Symmetric cryptography

• the encryption key = the decryption key

• also called single-key cipher

• Two requirements for secure use

  • a strong encryption algorithm

  • Sender and receiver must

    • have obtained copies of the secret key in a secure fashion

    • must keep the key secure

• the key revealed is calls compromised

Asymmetric cryptography

• also called public-key cipher

• based on mathematical functions

• asymmetric

  • use two separate but related keys

  • a public key and a private key

  • private key is never released

  • public key is made public for others to use

    • it is a challenge to distribute public keys

Components of a cipher

• provide confidentiality for transmitted and stored data

• plaintext: human readable message, text, image, audio or video

• ciphertext: human unreadable message scrambled with encryption algorithm

• encryption algorithm: performs various substitution and transformation on plaintext with an encryption key

• decryption algorithm: reverse the operations of encryption to get the original message with a decryption key

Symmetric ciphers

• AES

• DES

• Triple DES

Asymmetric ciphers

• RSA

• Diffie-Hellman

• DSS

• ECC

Find the hash code length in bits, in bytes, and in hex digits for MD5 and SHA256.

• MD5: 128 bits = 16 bytes = 32 hex digits

• SHA-256: 256 bits = 32 bytes = 64 hex digits

Steps in the non-federated digital identity model

1. An applicant applies to a CSP through an identity proofing and enrollment process.
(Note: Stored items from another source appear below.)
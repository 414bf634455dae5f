//! Level-indexed routing trie mapping subscription filters to payloads.
//!
//! Each node holds an optional payload for filters terminating there, a
//! literal-level child map, a `+` child, and a payload slot for a trailing
//! `#`. The `#` slot has no children by construction, and nodes left with
//! neither payloads nor children are pruned on every mutating operation.

use std::collections::{BTreeSet, HashMap};

use super::topic::{Filter, FilterLevel, Topic};

/// Capability interface for trie payloads: an associative combine used on
/// overlapping inserts, a difference used on unsubscribe, and the emptiness
/// test that drives pruning.
pub trait RoutePayload: Clone {
    fn combine(self, other: Self) -> Self;
    fn difference(self, other: &Self) -> Self;
    fn is_empty(&self) -> bool;
}

/// Set payloads combine by union and difference by set-minus.
impl<T: Ord + Clone> RoutePayload for BTreeSet<T> {
    fn combine(mut self, other: Self) -> Self {
        self.extend(other);
        self
    }

    fn difference(mut self, other: &Self) -> Self {
        for item in other {
            self.remove(item);
        }
        self
    }

    fn is_empty(&self) -> bool {
        BTreeSet::is_empty(self)
    }
}

#[derive(Debug, Clone, PartialEq)]
struct Node<V> {
    payload: Option<V>,
    hash: Option<V>,
    children: HashMap<String, Node<V>>,
    plus: Option<Box<Node<V>>>,
}

impl<V> Default for Node<V> {
    fn default() -> Self {
        Node {
            payload: None,
            hash: None,
            children: HashMap::new(),
            plus: None,
        }
    }
}

impl<V> Node<V> {
    fn is_vacant(&self) -> bool {
        self.payload.is_none()
            && self.hash.is_none()
            && self.children.is_empty()
            && self.plus.is_none()
    }
}

#[derive(Debug, Clone, PartialEq)]
pub struct Trie<V> {
    root: Node<V>,
}

impl<V> Default for Trie<V> {
    fn default() -> Self {
        Trie {
            root: Node::default(),
        }
    }
}

impl<V: RoutePayload> Trie<V> {
    pub fn new() -> Self {
        Self::default()
    }

    pub fn is_empty(&self) -> bool {
        self.root.is_vacant()
    }

    /// Insert `value` at `filter`, combining with any existing payload.
    /// Inserting the same filter twice never duplicates structure.
    pub fn insert_with(&mut self, filter: &Filter, value: V) {
        let mut node = &mut self.root;
        for level in filter.levels() {
            match level {
                FilterLevel::MultiWildcard => {
                    combine_slot(&mut node.hash, value);
                    return;
                }
                FilterLevel::SingleWildcard => {
                    node = node.plus.get_or_insert_with(Default::default);
                }
                FilterLevel::Literal(lit) => {
                    node = node.children.entry(lit.clone()).or_default();
                }
            }
        }
        combine_slot(&mut node.payload, value);
    }

    /// Remove the payload stored exactly at `filter`, pruning any nodes
    /// left vacant along the path.
    pub fn remove(&mut self, filter: &Filter) {
        Self::remove_at(&mut self.root, filter.levels());
    }

    fn remove_at(node: &mut Node<V>, levels: &[FilterLevel]) {
        match levels.split_first() {
            None => node.payload = None,
            Some((FilterLevel::MultiWildcard, _)) => node.hash = None,
            Some((FilterLevel::SingleWildcard, rest)) => {
                if let Some(child) = node.plus.as_deref_mut() {
                    Self::remove_at(child, rest);
                }
                if node.plus.as_deref().is_some_and(Node::is_vacant) {
                    node.plus = None;
                }
            }
            Some((FilterLevel::Literal(lit), rest)) => {
                let prune = if let Some(child) = node.children.get_mut(lit) {
                    Self::remove_at(child, rest);
                    child.is_vacant()
                } else {
                    false
                };
                if prune {
                    node.children.remove(lit);
                }
            }
        }
    }

    /// Replace the payload at `filter` with `f(payload)`, removing it (and
    /// pruning) when the result is empty. Absent payloads are untouched.
    pub fn adjust(&mut self, filter: &Filter, f: impl FnOnce(V) -> V) {
        Self::adjust_at(&mut self.root, filter.levels(), f);
    }

    fn adjust_at(node: &mut Node<V>, levels: &[FilterLevel], f: impl FnOnce(V) -> V) {
        match levels.split_first() {
            None => adjust_slot(&mut node.payload, f),
            Some((FilterLevel::MultiWildcard, _)) => adjust_slot(&mut node.hash, f),
            Some((FilterLevel::SingleWildcard, rest)) => {
                if let Some(child) = node.plus.as_deref_mut() {
                    Self::adjust_at(child, rest, f);
                }
                if node.plus.as_deref().is_some_and(Node::is_vacant) {
                    node.plus = None;
                }
            }
            Some((FilterLevel::Literal(lit), rest)) => {
                let prune = if let Some(child) = node.children.get_mut(lit) {
                    Self::adjust_at(child, rest, f);
                    child.is_vacant()
                } else {
                    false
                };
                if prune {
                    node.children.remove(lit);
                }
            }
        }
    }

    /// Structural zip: where both tries carry a payload, replace the left
    /// one with its difference against the right; left-only payloads are
    /// kept and right-only payloads ignored. Emptied nodes are pruned.
    pub fn subtract(&mut self, other: &Trie<V>) {
        Self::subtract_at(&mut self.root, &other.root);
    }

    fn subtract_at(node: &mut Node<V>, other: &Node<V>) {
        if let Some(rhs) = other.payload.as_ref() {
            subtract_slot(&mut node.payload, rhs);
        }
        if let Some(rhs) = other.hash.as_ref() {
            subtract_slot(&mut node.hash, rhs);
        }
        if let Some(other_plus) = other.plus.as_deref() {
            if let Some(child) = node.plus.as_deref_mut() {
                Self::subtract_at(child, other_plus);
            }
            if node.plus.as_deref().is_some_and(Node::is_vacant) {
                node.plus = None;
            }
        }
        for (level, other_child) in &other.children {
            let prune = if let Some(child) = node.children.get_mut(level) {
                Self::subtract_at(child, other_child);
                child.is_vacant()
            } else {
                false
            };
            if prune {
                node.children.remove(level);
            }
        }
    }

    /// Transform every payload, preserving structure.
    pub fn map<W: RoutePayload>(&self, f: impl Fn(&V) -> W) -> Trie<W> {
        Trie {
            root: Self::map_node(&self.root, &f),
        }
    }

    fn map_node<W>(node: &Node<V>, f: &impl Fn(&V) -> W) -> Node<W> {
        Node {
            payload: node.payload.as_ref().map(f),
            hash: node.hash.as_ref().map(f),
            children: node
                .children
                .iter()
                .map(|(level, child)| (level.clone(), Self::map_node(child, f)))
                .collect(),
            plus: node
                .plus
                .as_deref()
                .map(|child| Box::new(Self::map_node(child, f))),
        }
    }

    /// Combined payload of every stored filter matching `topic`, or `None`
    /// when nothing matches. The trie is walked in lockstep with the topic
    /// levels: at each step the literal child and the `+` child descend,
    /// while a `#` slot contributes unconditionally at any depth (so `a/#`
    /// also matches the topic `a`).
    pub fn matches(&self, topic: &Topic) -> Option<V> {
        let mut acc = None;
        Self::match_at(&self.root, topic.levels(), &mut acc);
        acc
    }

    fn match_at(node: &Node<V>, levels: &[String], acc: &mut Option<V>) {
        if let Some(value) = node.hash.as_ref() {
            combine_slot(acc, value.clone());
        }
        match levels.split_first() {
            None => {
                if let Some(value) = node.payload.as_ref() {
                    combine_slot(acc, value.clone());
                }
            }
            Some((level, rest)) => {
                if let Some(child) = node.children.get(level) {
                    Self::match_at(child, rest, acc);
                }
                if let Some(child) = node.plus.as_deref() {
                    Self::match_at(child, rest, acc);
                }
            }
        }
    }
}

fn combine_slot<V: RoutePayload>(slot: &mut Option<V>, value: V) {
    *slot = Some(match slot.take() {
        Some(existing) => existing.combine(value),
        None => value,
    });
}

fn adjust_slot<V: RoutePayload>(slot: &mut Option<V>, f: impl FnOnce(V) -> V) {
    if let Some(value) = slot.take() {
        let value = f(value);
        if !value.is_empty() {
            *slot = Some(value);
        }
    }
}

fn subtract_slot<V: RoutePayload>(slot: &mut Option<V>, rhs: &V) {
    if let Some(value) = slot.take() {
        let value = value.difference(rhs);
        if !value.is_empty() {
            *slot = Some(value);
        }
    }
}

#[cfg(test)]
mod tests {
    use super::*;

    fn filter(s: &str) -> Filter {
        Filter::parse(s).unwrap()
    }

    fn topic(s: &str) -> Topic {
        Topic::parse(s).unwrap()
    }

    fn set(keys: &[u64]) -> BTreeSet<u64> {
        keys.iter().copied().collect()
    }

    #[test]
    fn insert_then_match() {
        let mut trie = Trie::new();
        trie.insert_with(&filter("a/+"), set(&[1]));
        assert_eq!(trie.matches(&topic("a/x")), Some(set(&[1])));
        assert_eq!(trie.matches(&topic("b/x")), None);
        assert_eq!(trie.matches(&topic("a/x/y")), None);
    }

    #[test]
    fn remove_is_insert_inverse() {
        let mut trie = Trie::new();
        trie.insert_with(&filter("a/b"), set(&[1]));
        let snapshot = trie.clone();
        trie.insert_with(&filter("a/b/c"), set(&[2]));
        trie.remove(&filter("a/b/c"));
        assert_eq!(trie, snapshot);
        trie.remove(&filter("a/b"));
        assert!(trie.is_empty());
    }

    #[test]
    fn combine_matches_single_insert_of_union() {
        let mut twice = Trie::new();
        twice.insert_with(&filter("a/#"), set(&[1]));
        twice.insert_with(&filter("a/#"), set(&[2]));
        let mut once = Trie::new();
        once.insert_with(&filter("a/#"), set(&[1, 2]));
        assert_eq!(twice, once);
    }

    #[test]
    fn multi_wildcard_captures_descendants_and_self() {
        let mut trie = Trie::new();
        trie.insert_with(&filter("a/#"), set(&[7]));
        assert_eq!(trie.matches(&topic("a")), Some(set(&[7])));
        assert_eq!(trie.matches(&topic("a/b")), Some(set(&[7])));
        assert_eq!(trie.matches(&topic("a/b/c")), Some(set(&[7])));
        assert_eq!(trie.matches(&topic("b/a")), None);
    }

    #[test]
    fn single_wildcard_matches_one_level_including_empty() {
        let mut trie = Trie::new();
        trie.insert_with(&filter("+/x"), set(&[3]));
        assert_eq!(trie.matches(&topic("/x")), Some(set(&[3])));
        assert_eq!(trie.matches(&topic("a/x")), Some(set(&[3])));
        assert_eq!(trie.matches(&topic("x")), None);
        assert_eq!(trie.matches(&topic("a/b/x")), None);
    }

    #[test]
    fn top_level_wildcards_cover_leading_empty_levels() {
        let mut trie = Trie::new();
        trie.insert_with(&filter("#"), set(&[1]));
        assert_eq!(trie.matches(&topic("/a")), Some(set(&[1])));
        assert_eq!(trie.matches(&topic("a/b/c")), Some(set(&[1])));

        let mut plus = Trie::new();
        plus.insert_with(&filter("+"), set(&[2]));
        assert_eq!(plus.matches(&topic("a")), Some(set(&[2])));
        assert_eq!(plus.matches(&topic("a/b")), None);
    }

    #[test]
    fn overlapping_filters_union_their_payloads() {
        let mut trie = Trie::new();
        trie.insert_with(&filter("a/b"), set(&[1]));
        trie.insert_with(&filter("a/+"), set(&[2]));
        trie.insert_with(&filter("#"), set(&[3]));
        assert_eq!(trie.matches(&topic("a/b")), Some(set(&[1, 2, 3])));
        assert_eq!(trie.matches(&topic("a/c")), Some(set(&[2, 3])));
    }

    #[test]
    fn adjust_prunes_emptied_payloads() {
        let mut trie = Trie::new();
        trie.insert_with(&filter("a/b"), set(&[1, 2]));
        trie.adjust(&filter("a/b"), |payload| {
            RoutePayload::difference(payload, &set(&[1]))
        });
        assert_eq!(trie.matches(&topic("a/b")), Some(set(&[2])));
        trie.adjust(&filter("a/b"), |payload| {
            RoutePayload::difference(payload, &set(&[2]))
        });
        assert!(trie.is_empty());
    }

    #[test]
    fn subtract_removes_overlaps_and_keeps_the_rest() {
        let mut broker = Trie::new();
        broker.insert_with(&filter("a/b"), set(&[1, 2]));
        broker.insert_with(&filter("c/#"), set(&[1]));
        broker.insert_with(&filter("d"), set(&[2]));

        let mut gone = Trie::new();
        gone.insert_with(&filter("a/b"), set(&[1]));
        gone.insert_with(&filter("c/#"), set(&[1]));

        broker.subtract(&gone);
        assert_eq!(broker.matches(&topic("a/b")), Some(set(&[2])));
        assert_eq!(broker.matches(&topic("c/x")), None);
        assert_eq!(broker.matches(&topic("d")), Some(set(&[2])));
    }

    #[test]
    fn map_converts_payload_types() {
        let mut trie: Trie<BTreeSet<u64>> = Trie::new();
        trie.insert_with(&filter("a/+"), set(&[5]));
        trie.insert_with(&filter("b/#"), set(&[6]));
        let relabeled = trie.map(|_| set(&[9]));
        assert_eq!(relabeled.matches(&topic("a/x")), Some(set(&[9])));
        assert_eq!(relabeled.matches(&topic("b/y")), Some(set(&[9])));
    }
}
//! Accept loop and per-connection MQTT session handling.

use std::sync::atomic::{AtomicU64, Ordering};
use std::sync::Arc;
use std::time::Duration;

use anyhow::{anyhow, bail, Result};
use bytes::Bytes;
use tokio::time::Instant;

use crate::auth::{AllowAll, Authenticator};
use crate::broker::{Broker, MemoryRetained, RetainedStore, Session, SessionPhase};
use crate::config::Config;
use crate::net::{BoxedIo, ConnInfo, Established, Listener, MqttStream, TransportError};
use crate::protocol::{
    ConnAck, Connect, ConnectReturnCode, Packet, Publish, Qos, SubAck, SubscribeReturnCode,
};
use crate::routing::{Filter, Topic};

static ANON_COUNTER: AtomicU64 = AtomicU64::new(1);

/// Shared collaborators handed to every connection task.
#[derive(Clone)]
pub struct ServerCtx {
    pub broker: Broker,
    pub auth: Arc<dyn Authenticator>,
    pub retained: Arc<dyn RetainedStore>,
}

impl ServerCtx {
    pub fn new(
        broker: Broker,
        auth: Arc<dyn Authenticator>,
        retained: Arc<dyn RetainedStore>,
    ) -> Self {
        ServerCtx {
            broker,
            auth,
            retained,
        }
    }
}

/// Bind every configured listener and serve until interrupted.
pub async fn run(config: Config) -> Result<()> {
    let broker = Broker::with_limits(config.limits);
    let ctx = ServerCtx::new(
        broker,
        Arc::new(AllowAll),
        Arc::new(MemoryRetained::new()),
    );
    let mut accept_tasks = Vec::new();
    for listener_cfg in &config.listeners {
        let listener = Listener::bind(listener_cfg).await?;
        accept_tasks.push(tokio::spawn(serve(listener, ctx.clone())));
    }
    tokio::signal::ctrl_c().await?;
    tracing::info!("shutdown signal received");
    for task in accept_tasks {
        task.abort();
    }
    Ok(())
}

/// Accept connections forever. Only the raw TCP accept runs here; each
/// connection's handshake and packet loop get their own task, so a slow
/// TLS or WebSocket handshake never stalls acceptance.
pub async fn serve(listener: Listener, ctx: ServerCtx) {
    loop {
        let pending = match listener.accept().await {
            Ok(pending) => pending,
            Err(err) => {
                tracing::warn!("accept error: {err}");
                tokio::time::sleep(Duration::from_millis(100)).await;
                continue;
            }
        };
        let peer = pending.peer_addr();
        let ctx = ctx.clone();
        tokio::spawn(async move {
            let established = match pending.establish().await {
                Ok(established) => established,
                Err(err) => {
                    tracing::warn!(%peer, "handshake failed: {err}");
                    return;
                }
            };
            if let Err(err) = handle_connection(established, ctx).await {
                tracing::warn!(%peer, "connection error: {err:#}");
            }
        });
    }
}

/// Drive one established connection to completion. Transport errors are
/// fatal for this connection only; a peer that simply went away is not an
/// error worth reporting.
pub async fn handle_connection(conn: Established, ctx: ServerCtx) -> Result<()> {
    let mut stream = MqttStream::new(conn.io);
    let result = run_connection(&mut stream, &conn.info, &ctx).await;
    let _ = stream.shutdown().await;
    match result {
        Err(err) if is_peer_close(&err) => {
            tracing::debug!(peer = %conn.info.peer_addr, "peer closed the connection");
            Ok(())
        }
        other => other,
    }
}

async fn run_connection(
    stream: &mut MqttStream<BoxedIo>,
    info: &ConnInfo,
    ctx: &ServerCtx,
) -> Result<()> {
    let connect = match stream.read_packet().await? {
        Packet::Connect(connect) => connect,
        other => bail!("expected CONNECT, got {}", other.kind()),
    };
    if connect.protocol_name != "MQTT" || connect.protocol_level != 4 {
        return refuse(stream, ConnectReturnCode::UnacceptableProtocol).await;
    }
    let client_id = if connect.client_id.is_empty() {
        if !connect.clean_session {
            return refuse(stream, ConnectReturnCode::IdentifierRejected).await;
        }
        format!("anon-{}", ANON_COUNTER.fetch_add(1, Ordering::Relaxed))
    } else {
        connect.client_id.clone()
    };
    let identity = match ctx
        .auth
        .authenticate(connect.username.as_deref(), connect.password.as_deref())
    {
        Ok(identity) => identity,
        Err(err) => {
            tracing::warn!(peer = %info.peer_addr, %client_id, "connect rejected: {err}");
            return refuse(stream, err.return_code()).await;
        }
    };

    // Acknowledge before registering: a CONNACK write failure must not
    // leave an orphaned entry in the session registry.
    stream
        .write_packet(&Packet::ConnAck(ConnAck {
            session_present: false,
            code: ConnectReturnCode::Accepted,
        }))
        .await?;
    stream.flush().await?;
    let session = ctx.broker.create_session();
    tracing::info!(
        peer = %info.peer_addr,
        %client_id,
        key = %session.key(),
        username = ?identity.username,
        tls_peer_certs = info.peer_certificates.len(),
        websocket = info.upgrade_request.is_some(),
        "session connected"
    );

    let result = session_loop(stream, &session, ctx, &connect).await;
    session.close();
    if result.is_err() {
        publish_will(ctx, &connect);
    }
    result
}

async fn refuse(stream: &mut MqttStream<BoxedIo>, code: ConnectReturnCode) -> Result<()> {
    stream
        .write_packet(&Packet::ConnAck(ConnAck {
            session_present: false,
            code,
        }))
        .await?;
    stream.flush().await?;
    Ok(())
}

enum SessionAction {
    Continue,
    Disconnect,
}

async fn session_loop(
    stream: &mut MqttStream<BoxedIo>,
    session: &Arc<Session>,
    ctx: &ServerCtx,
    connect: &Connect,
) -> Result<()> {
    let mut next_mid: u16 = 1;
    // Keep-alive window is 1.5x the negotiated interval.
    let window =
        (connect.keep_alive > 0).then(|| Duration::from_millis(u64::from(connect.keep_alive) * 1500));
    let mut deadline = window.map(|w| Instant::now() + w);
    loop {
        let idle = async move {
            match deadline {
                Some(at) => tokio::time::sleep_until(at).await,
                None => std::future::pending().await,
            }
        };
        tokio::select! {
            packet = stream.read_packet() => {
                let packet = packet?;
                if let Some(w) = window {
                    deadline = Some(Instant::now() + w);
                }
                tracing::debug!(key = %session.key(), kind = packet.kind(), "packet received");
                match handle_packet(stream, session, ctx, packet).await? {
                    SessionAction::Continue => {}
                    SessionAction::Disconnect => return Ok(()),
                }
            }
            _ = session.outbound_ready() => {
                drain_outbound(stream, session, &mut next_mid).await?;
                if session.is_poisoned() {
                    bail!("outbound queue overflow above QoS 0");
                }
                if session.phase() != SessionPhase::Open {
                    return Ok(());
                }
            }
            _ = idle => {
                bail!("keep-alive window expired");
            }
        }
    }
}

async fn handle_packet(
    stream: &mut MqttStream<BoxedIo>,
    session: &Arc<Session>,
    ctx: &ServerCtx,
    packet: Packet,
) -> Result<SessionAction> {
    match packet {
        Packet::Publish(publish) => {
            let topic = Topic::parse(&publish.topic)
                .map_err(|err| anyhow!("{err} in PUBLISH: {:?}", publish.topic))?;
            apply_publish(ctx, &topic, &publish.payload, publish.retain);
            match publish.qos {
                Qos::AtMostOnce => {}
                Qos::AtLeastOnce => {
                    if let Some(mid) = publish.packet_id {
                        stream.write_packet(&Packet::PubAck(mid)).await?;
                    }
                }
                Qos::ExactlyOnce => {
                    if let Some(mid) = publish.packet_id {
                        stream.write_packet(&Packet::PubRec(mid)).await?;
                    }
                }
            }
        }
        Packet::Subscribe(subscribe) => {
            let mut codes = Vec::with_capacity(subscribe.filters.len());
            let mut granted = Vec::new();
            for (raw, qos) in &subscribe.filters {
                match Filter::parse(raw) {
                    Ok(filter) => {
                        granted.push((filter, *qos));
                        codes.push(SubscribeReturnCode::Granted(*qos));
                    }
                    Err(err) => {
                        tracing::debug!(key = %session.key(), filter = ?raw, "{err}");
                        codes.push(SubscribeReturnCode::Failure);
                    }
                }
            }
            if !granted.is_empty() && !session.subscribe(&granted) {
                codes = vec![SubscribeReturnCode::Failure; codes.len()];
            } else {
                for (filter, _) in &granted {
                    for (topic, payload) in ctx.retained.matching(filter) {
                        session.deliver(&topic, payload);
                    }
                }
            }
            stream
                .write_packet(&Packet::SubAck(SubAck {
                    packet_id: subscribe.packet_id,
                    codes,
                }))
                .await?;
        }
        Packet::Unsubscribe(unsubscribe) => {
            let filters: Vec<Filter> = unsubscribe
                .filters
                .iter()
                .filter_map(|raw| Filter::parse(raw).ok())
                .collect();
            session.unsubscribe(&filters);
            stream
                .write_packet(&Packet::UnsubAck(unsubscribe.packet_id))
                .await?;
        }
        Packet::PubRel(mid) => {
            stream.write_packet(&Packet::PubComp(mid)).await?;
        }
        Packet::PubRec(mid) => {
            stream.write_packet(&Packet::PubRel(mid)).await?;
        }
        Packet::PubAck(_) | Packet::PubComp(_) => {}
        Packet::PingReq => {
            stream.write_packet(&Packet::PingResp).await?;
        }
        Packet::Disconnect => return Ok(SessionAction::Disconnect),
        Packet::Connect(_) => bail!("duplicate CONNECT"),
        Packet::ConnAck(_) | Packet::SubAck(_) | Packet::UnsubAck(_) | Packet::PingResp => {
            bail!("client sent a server-only packet: {}", packet.kind())
        }
    }
    stream.flush().await?;
    Ok(SessionAction::Continue)
}

async fn drain_outbound(
    stream: &mut MqttStream<BoxedIo>,
    session: &Arc<Session>,
    next_mid: &mut u16,
) -> Result<()> {
    let mut wrote = false;
    while let Some((topic, payload, qos)) = session.pop_outbound() {
        let packet_id = match qos {
            Qos::AtMostOnce => None,
            _ => {
                let mid = *next_mid;
                *next_mid = if mid == u16::MAX { 1 } else { mid + 1 };
                Some(mid)
            }
        };
        stream
            .write_packet(&Packet::Publish(Publish {
                topic: topic.to_string(),
                payload,
                qos,
                packet_id,
                dup: false,
                retain: false,
            }))
            .await?;
        wrote = true;
    }
    if wrote {
        stream.flush().await?;
    }
    Ok(())
}

fn apply_publish(ctx: &ServerCtx, topic: &Topic, payload: &Bytes, retain: bool) {
    if retain {
        if payload.is_empty() {
            ctx.retained.clear(topic);
        } else {
            ctx.retained.store(topic, payload.clone());
        }
    }
    ctx.broker.publish(topic, payload.clone());
}

fn publish_will(ctx: &ServerCtx, connect: &Connect) {
    if let Some(will) = &connect.will {
        match Topic::parse(&will.topic) {
            Ok(topic) => {
                tracing::debug!(%topic, "publishing will");
                apply_publish(ctx, &topic, &will.payload, will.retain);
            }
            Err(err) => tracing::warn!(topic = ?will.topic, "skipping will: {err}"),
        }
    }
}

fn is_peer_close(err: &anyhow::Error) -> bool {
    err.chain().any(|cause| {
        if matches!(
            cause.downcast_ref::<TransportError>(),
            Some(TransportError::Closed)
        ) {
            return true;
        }
        cause
            .downcast_ref::<std::io::Error>()
            .map(|io_err| {
                matches!(
                    io_err.kind(),
                    std::io::ErrorKind::UnexpectedEof
                        | std::io::ErrorKind::ConnectionReset
                        | std::io::ErrorKind::BrokenPipe
                )
            })
            .unwrap_or(false)
    })
}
The CSP identity-proofs that applicant.

2. The applicant is enrolled into the identity service as a subscriber.

3. The claimant initiates an authentication request with the RP and the RP requests that the claimant authenticate. 

4. The claimant proves possession and control of the authenticators to the verifier function through an authentication process. 

5. An authenticated session is established between the subscriber and the RP.

Types of cards used as tokens

• Embossed

• Magnetic stripe

• Memory

• Smart (contact & contactless)

Biometric authentication

• authenticate a user based on unique physical characteristics

  • by pattern recognition

• complex and expensive compared to passwords and tokens

• typical physical characteristics:

  • Static

    • Facial characteristics, fingerprints, hand geometry

    • Retinal pattern, iris

  • Dynamic

    • Signature, voice, handwriting characteristics, typing rhythm

Criteria for bad passwords

• Too short

• Easily guessable / dictionary words

• Lack of complexity

• Reused passwords

• Predictable patterns

• Passwords found in cracking tools / rainbow tables

• No resistance against password policies

Password cracking

• Dictionary attacks

  • Develop a large dictionary of possible passwords and try each against the password file

  • Each password must be hashed using each salt value and then compared to stored hash values

• Rainbow table attacks

  • Pre-compute tables of hash values for all salts

  • A mammoth table of hash values

  • Can be countered by using a sufficiently large salt value and a sufficiently large hash length

• Password crackers exploit the fact that people choose easily guessable passwords

  • Shorter password lengths are also easier to crack

• John the Ripper

  • an Open Source password security auditing and password recovery tool

  • Uses a combination of brute-force and dictionary techniques

Relationship between User Authentication and Access Control

• A user logs in → goes through authentication.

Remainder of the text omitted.